What this task involves:
Identify each line in the records below that contains the word "over", and copy it.

----- Dataset content -----

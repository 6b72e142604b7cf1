//! The reactor: owns every socket, stages registration changes, waits for
//! readiness in `FD_SETSIZE`-bounded windows and dispatches lifecycle events.
//!
//! One call to [`Reactor::tick`] runs, in order:
//! 1. due timers,
//! 2. the registry commit (adds, destroys, closes),
//! 3. the readiness wait over the active set, window by window,
//! 4. dispatch over the active set in insertion order.
//!
//! Anything a callback registers, closes or destroys during step 4 is
//! staged and takes effect at the next tick's commit.

use std::collections::HashMap;
use std::io;
use std::net::SocketAddr;
use std::time::Duration;

use pollnet_buf::ByteBuffer;
use pollnet_config::{
    log_reactor_debug, log_reactor_trace, log_reactor_warn, log_socket_debug, log_socket_warn,
    Config, ReactorConfig,
};
use socket2::{Domain, SockAddr};

use crate::addr;
use crate::error::{is_transient, ReactorError, Result};
use crate::event::{Event, EventKind, Interest};
use crate::registry::Registry;
use crate::select::{self, FdSet, FD_SETSIZE};
use crate::socket::{domain_for, Flow, SockOption, Socket, SocketId, SocketKind, SocketState};
use crate::timer::{self, TimerId, TimerScheduler, TimerTick};

/// Outcome of [`Reactor::connect`].
#[derive(Debug, Clone, Copy, PartialEq, Eq)]
pub enum ConnectStatus {
    /// Connected synchronously; `Connect { ok: true }` already fired.
    Connected,
    /// Handshake running; the result arrives as a `Connect` event.
    InProgress,
    /// Failed synchronously; `Connect { ok: false }` and `Close` already fired.
    Failed,
}

pub struct Reactor {
    sockets: HashMap<SocketId, Socket>,
    registry: Registry,
    timers: TimerScheduler<Reactor>,
    config: ReactorConfig,
    block_size: usize,
    next_id: u64,
    scratch: Vec<u8>,
    in_tick: bool,
}

impl Default for Reactor {
    fn default() -> Self {
        Self::new()
    }
}

impl std::fmt::Debug for Reactor {
    fn fmt(&self, f: &mut std::fmt::Formatter<'_>) -> std::fmt::Result {
        f.debug_struct("Reactor")
            .field("sockets", &self.sockets.len())
            .field("registry", &self.registry)
            .field("idle", &self.registry.is_idle())
            .field("timers", &self.timers)
            .field("config", &self.config)
            .finish()
    }
}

-----

Exercise answer:
//! 3. the readiness wait over the active set, window by window,
//! 4. dispatch over the active set in insertion order.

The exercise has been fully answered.